Neither of these are "superior" experiences.  Feeling that you didn't choose your sexual identity and feeling that you did choose it are equally valid.

Also, the fact that this narrative is still shoved in peoples' faces despite the fact that there are those who are queer by choice in any way poses a problem both to people who fit the narrative and to those who don't.  The fact that it's rather obvious that we don't all fit this narrative means that antiqueer bigots can point to people like me and say "See? You can change!"  But rather than dismiss the fuck out of people who think that way, knowing that there's nothing wrong with homosexuality or transgenderism to begin with, the trend has been to make sure people like us are portrayed as a teeny tiny minority or--even worse--as liars.  This is one of the mindsets (among others) leading to the pervasive biphobia in the gay community as well as the resentment many transsexuals feel toward genderqueer and other gender variant people.  They constructed a false universal narrative and, when it's realized that narrative isn't universal, decided to blame the people who don't fit the narrative instead of themselves for relying on it.

Again, it's important to remember that it doesn't matter if it's a choice or not... bigotry over sexual identity has nothing to do with it.

There's another thing that pisses me off about the "no choice" narrative, though, and that's that it's very inconsistently and self-servingly applied.  When I came out as a gay trans man on campus, there was no shortage of people who made it clear they believed my gender identity was a choice but my sexual orientation was not.  I reunited with a gay man I went to high school with who said being a gay trans man (he didn't use those words because he is an insensitive and unintelligent man) "didn't make sense" because it meant that I "chose a life of discrimination."  By that same logic he should have transitioned to female long ago to gain access to a discrimination-free heterosexual life, but I digress.  He went on to say--and this one I am direct quoting--that being transgender "is more of a choice."

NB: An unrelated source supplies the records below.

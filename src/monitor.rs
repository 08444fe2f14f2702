//! The single owner of MMU state, prompt, and configuration.
//!
//! Every input (firmware line, outgoing command, lifecycle signal, operator
//! choice, prompt expiry) is a method call on [`MmuMonitor`]; the host must
//! serialize those calls, which [`crate::service::MonitorService`] does.

use std::collections::HashSet;

use mmu_shared::codes::TIMEOUT_TAG;
use mmu_shared::profile::machine_type_of;
use mmu_shared::{Config, MmuDelta, MmuState, MmuStatus, PrinterControl, PrinterProfile, Slot};
use thiserror::Error;
use uuid::Uuid;

use crate::classifier::classify_line;
use crate::dispatch::{EventDispatcher, MmuEvent};
use crate::interceptor::{CommandDecision, InterceptContext, intercept, track_sent_tool};
use crate::prompt::{PromptChoice, PromptError, PromptSession, PromptTimer};
use crate::store::MmuStore;

#[derive(Debug, Error, Clone, PartialEq, Eq)]
pub enum MonitorError {
    #[error("{0} is not a valid value for filament choice")]
    InvalidChoice(String),
    #[error("No active prompt")]
    NoActivePrompt,
    #[error("A prompt is already active")]
    PromptAlreadyActive,
    #[error("Monitor is no longer running")]
    ChannelClosed,
}

impl MonitorError {
    /// HTTP-style status for API rejections.
    pub fn status_code(&self) -> u16 {
        match self {
            MonitorError::InvalidChoice(_) => 400,
            MonitorError::NoActivePrompt | MonitorError::PromptAlreadyActive => 409,
            MonitorError::ChannelClosed => 503,
        }
    }
}

impl From<PromptError> for MonitorError {
    fn from(e: PromptError) -> Self {
        match e {
            PromptError::AlreadyActive => MonitorError::PromptAlreadyActive,
            PromptError::NotActive => MonitorError::NoActivePrompt,
        }
    }
}

/// Host lifecycle signals.
#[derive(Debug, Clone, Copy, PartialEq, Eq)]
pub enum Lifecycle {
    Disconnected,
    PrintStarted,
    PrintDone,
    PrintCancelled,
    PrintFailed,
}

pub struct MmuMonitor<P: PrinterControl, T: PromptTimer> {
    config: Config,
    store: MmuStore,
    prompt: PromptSession,
    /// Profile reported by the firmware, before any configured override.
    detected_profile: Option<PrinterProfile>,
    /// Operator choice that replaces every tool selection on newer profiles.
    remap_override: Option<Slot>,
    dispatcher: EventDispatcher,
    printer: P,
    timer: T,
}

impl<P: PrinterControl, T: PromptTimer> MmuMonitor<P, T> {
    pub fn new(mut config: Config, printer: P, timer: T, dispatcher: EventDispatcher) -> Self {
        config.normalize();
        let mut monitor = Self {
            config,
            store: MmuStore::new(),
            prompt: PromptSession::new(),
            detected_profile: None,
            remap_override: None,
            dispatcher,
            printer,
            timer,
        };
        monitor.resolve_profile();
        monitor
    }

    pub fn state(&self) -> &MmuState {
        self.store.state()
    }

    pub fn config(&self) -> &Config {
        &self.config
    }

    /// Profile in effect; MK3 until the firmware says otherwise.
    pub fn profile(&self) -> PrinterProfile {
        self.store.state().printer_profile.unwrap_or_default()
    }

    pub fn prompt_active(&self) -> bool {
        self.prompt.is_active()
    }

    pub fn selected_filament(&self) -> Option<Slot> {
        self.prompt.selected_filament()
    }

    pub fn remap_override(&self) -> Option<Slot> {
        self.remap_override
    }

    pub fn printer(&self) -> &P {
        &self.printer
    }

    pub fn printer_mut(&mut self) -> &mut P {
        &mut self.printer
    }

    fn apply(&mut self, delta: &MmuDelta) -> bool {
        let (state, changed) = self.store.apply(delta);
        if changed {
            self.dispatcher.publish(MmuEvent::MmuChanged(state));
        }
        changed
    }

    /// Re-publishes the current snapshot regardless of dedup.
    pub fn refresh(&self) {
        self.dispatcher.publish(MmuEvent::MmuChanged(self.store.state().clone()));
    }

    fn resolve_profile(&mut self) {
        let profile = self.config.printer_profile.or(self.detected_profile);
        if profile != self.store.state().printer_profile {
            tracing::info!("Printer profile is now {:?}", profile);
            self.apply(&MmuDelta::default().with_profile(profile));
        }
    }

    /// Firmware identification, possibly repeated.
    pub fn handle_firmware_info(&mut self, machine_type: &str) {
        let detected = PrinterProfile::detect(machine_type);
        tracing::debug!("Machine type '{}' detected as {}", machine_type, detected);
        self.detected_profile = Some(detected);
        self.resolve_profile();
    }

    /// A line received from the printer.
    pub fn handle_line(&mut self, line: &str) {
        if let Some(machine_type) = machine_type_of(line) {
            self.handle_firmware_info(machine_type);
            return;
        }
        let deltas = classify_line(self.profile(), self.store.state(), line);
        for delta in &deltas {
            self.apply(delta);
        }
    }

    /// A command queued for the printer, before it is sent.
    pub fn handle_command(&mut self, command: &str, tags: &HashSet<String>) -> CommandDecision {
        let ctx = InterceptContext {
            config: &self.config,
            profile: self.profile(),
            remap_override: self.remap_override,
            pending_selection: self.prompt.selected_filament(),
        };
        let printer = &mut self.printer;
        let interception = intercept(&ctx, command, tags, || printer.set_job_on_hold(true));
        tracing::debug!("Command '{}' -> {:?}", command, interception.decision);

        if interception.selection_consumed {
            self.prompt.take_selected_filament();
        }
        if let Some(delta) = &interception.delta {
            self.apply(delta);
        }
        if interception.prompt_requested {
            if let Err(e) = self.start_prompt() {
                tracing::warn!("Prompt requested for '{}' but not started: {}", command, e);
            }
        }
        interception.decision
    }

    /// A command the host actually sent to the printer.
    pub fn handle_sent(&mut self, command: &str) {
        if let Some(delta) = track_sent_tool(self.store.state(), command) {
            self.apply(&delta);
        }
    }

    /// Shows the filament chooser and arms its deadline.
    pub fn start_prompt(&mut self) -> Result<Uuid, MonitorError> {
        let timeout = self.config.prompt.timeout_duration();
        let session = self.prompt.start(&mut self.timer, timeout)?;
        self.dispatcher.publish(MmuEvent::ShowPrompt {
            session,
            timeout_secs: timeout.as_secs(),
        });
        Ok(session)
    }

    /// Operator answer from the API, validated here.
    pub fn select(&mut self, choice: i64) -> Result<(), MonitorError> {
        if !self.prompt.is_active() {
            return Err(MonitorError::NoActivePrompt);
        }
        let choice = PromptChoice::from_request(choice)
            .ok_or_else(|| MonitorError::InvalidChoice(choice.to_string()))?;
        self.resolve_prompt(choice)
    }

    pub fn resolve_prompt(&mut self, choice: PromptChoice) -> Result<(), MonitorError> {
        self.prompt.resolve(choice)?;
        if !self.profile().is_legacy() {
            self.remap_override = match choice {
                PromptChoice::Slot(slot) => Some(slot),
                PromptChoice::Skip => None,
            };
        }
        if let PromptChoice::Slot(slot) = choice {
            self.apply(&MmuDelta::tool(slot));
        }
        self.finish_prompt();
        Ok(())
    }

    /// Expiry notice from the timer. Stale notices are ignored.
    pub fn prompt_expired(&mut self, session: Uuid) {
        if !self.prompt.is_current(session) {
            tracing::debug!("Ignoring expiry of finished prompt {}", session);
            return;
        }
        tracing::info!("Prompt {} timed out", session);
        if self.profile().is_legacy() {
            match self.config.prompt.fallback_filament() {
                Some(slot) => self.prompt.set_selected_filament(Some(slot)),
                None => {
                    let command = self.config.commands.tool_change.clone();
                    self.printer.send_commands(&[command], &[TIMEOUT_TAG]);
                }
            }
        }
        self.finish_prompt();
    }

    fn finish_prompt(&mut self) {
        let session = self.prompt.session_id();
        if self.prompt.finish(&mut self.timer) {
            if let Some(session) = session {
                self.dispatcher.publish(MmuEvent::ClosePrompt { session });
            }
            self.printer.set_job_on_hold(false);
        }
    }

    pub fn handle_lifecycle(&mut self, event: Lifecycle) {
        tracing::info!("Lifecycle event {:?}", event);
        match event {
            Lifecycle::Disconnected => {
                self.finish_prompt();
                self.prompt.set_selected_filament(None);
                self.remap_override = None;
                self.detected_profile = None;
                self.apply(
                    &MmuDelta::status(MmuStatus::NotFound)
                        .with_tool(None)
                        .with_previous_tool(None)
                        .with_last_line(None)
                        .with_last_action(None),
                );
                self.resolve_profile();
            }
            Lifecycle::PrintStarted => {
                self.prompt.set_selected_filament(None);
                self.remap_override = None;
            }
            Lifecycle::PrintFailed if self.store.state().state == MmuStatus::Attention => {}
            Lifecycle::PrintDone | Lifecycle::PrintCancelled | Lifecycle::PrintFailed => {
                self.apply(
                    &MmuDelta::status(MmuStatus::Ok)
                        .with_tool(None)
                        .with_previous_tool(None)
                        .with_last_line(None)
                        .with_last_action(None),
                );
            }
        }
    }

    /// New settings. The profile is re-resolved against the override.
    pub fn update_config(&mut self, mut config: Config) {
        config.normalize();
        self.config = config;
        self.resolve_profile();
    }
}

#[cfg(test)]
mod tests {
    use super::*;
    use crate::prompt::NoTimer;
    use mmu_shared::DetachedPrinter;

    fn monitor() -> (MmuMonitor<DetachedPrinter, NoTimer>, tokio::sync::mpsc::UnboundedReceiver<MmuEvent>) {
        let (dispatcher, events) = EventDispatcher::new();
        (MmuMonitor::new(Config::default(), DetachedPrinter, NoTimer, dispatcher), events)
    }

    #[test]
    fn test_starts_not_found_without_profile() {
        let (monitor, _events) = monitor();
        assert_eq!(monitor.state().state, MmuStatus::NotFound);
        assert_eq!(monitor.state().printer_profile, None);
        assert_eq!(monitor.profile(), PrinterProfile::Mk3);
    }

    #[test]
    fn test_config_override_sets_profile() {
        let (dispatcher, _events) = EventDispatcher::new();
        let config = Config {
            printer_profile: Some(PrinterProfile::Mk4),
            ..Default::default()
        };
        let mut monitor = MmuMonitor::new(config, DetachedPrinter, NoTimer, dispatcher);
        assert_eq!(monitor.profile(), PrinterProfile::Mk4);
        monitor.handle_firmware_info("MK3S");
        assert_eq!(monitor.profile(), PrinterProfile::Mk4);
        monitor.update_config(Config::default());
        assert_eq!(monitor.profile(), PrinterProfile::Mk3);
        assert_eq!(monitor.state().printer_profile, Some(PrinterProfile::Mk3));
    }

    #[test]
    fn test_m115_line_detects_profile() {
        let (mut monitor, _events) = monitor();
        monitor.handle_line("FIRMWARE_NAME:Prusa-Firmware-Buddy 6.0.0 MACHINE_TYPE:MK4 EXTRUDER_COUNT:1");
        assert_eq!(monitor.profile(), PrinterProfile::Mk4);
    }

    #[test]
    fn test_error_status_codes() {
        assert_eq!(MonitorError::InvalidChoice("7".to_string()).status_code(), 400);
        assert_eq!(MonitorError::NoActivePrompt.status_code(), 409);
        assert_eq!(MonitorError::PromptAlreadyActive.status_code(), 409);
    }

    #[test]
    fn test_select_without_prompt_is_conflict() {
        let (mut monitor, _events) = monitor();
        assert_eq!(monitor.select(2), Err(MonitorError::NoActivePrompt));
    }
}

This sentiment was echoed a few weeks later when I was being interviewed for a campus newspaper article on transgender people and the reporter began a question with "Because obviously you chose this..."  Eventually we got it straightened out a bit through email, but this is something I doubt she'd have ever said to a gay man or a lesbian.  Transition is so often implied to be a way to flee gayness that it doesn't occur to people that neither sexual orientation nor gender identity are necessarily either inborn or conscious choices.

In the same way, bisexuality as well as non-traditional orientation labels get the slam of "choice" by people who would rather not have to accommodate them.

Finally, there's the issue of proof and what to do with that proof.  There is some strong evidence that certain aspects of this narrative are true for some people.  There is evidence that transsexualism might have a large neurological component.  There is evidence that homosexuality might have a prenatal hormonal component.  What we don't know is if these discoveries actually apply to everyone, or if everyone who experiences these neurological or hormonal events will necessarily wind up LGBT.  In most cases we don't even know if it's actually causation.  Am I transgender because I have masculine brain structures, or do I have masculine brain structures because I am transgender?  Fuck, do I even have masculine brain structures?  Do butch lesbians have them, too?

If we found such a connection--for real--what would we do about it?  Would people be genetically tested so they can prevent gay babies?  Will children be put on hormone therapy who never expressed a need for it because a brain scan revealed they have similar brain structures to transsexuals?  Although I seriously doubt these things will ever happen, I consider it an important philosophical question.  Why do we need a "gay gene" or other biological cause, knowing that bigots give zero flying fucks whether we were born this way or not?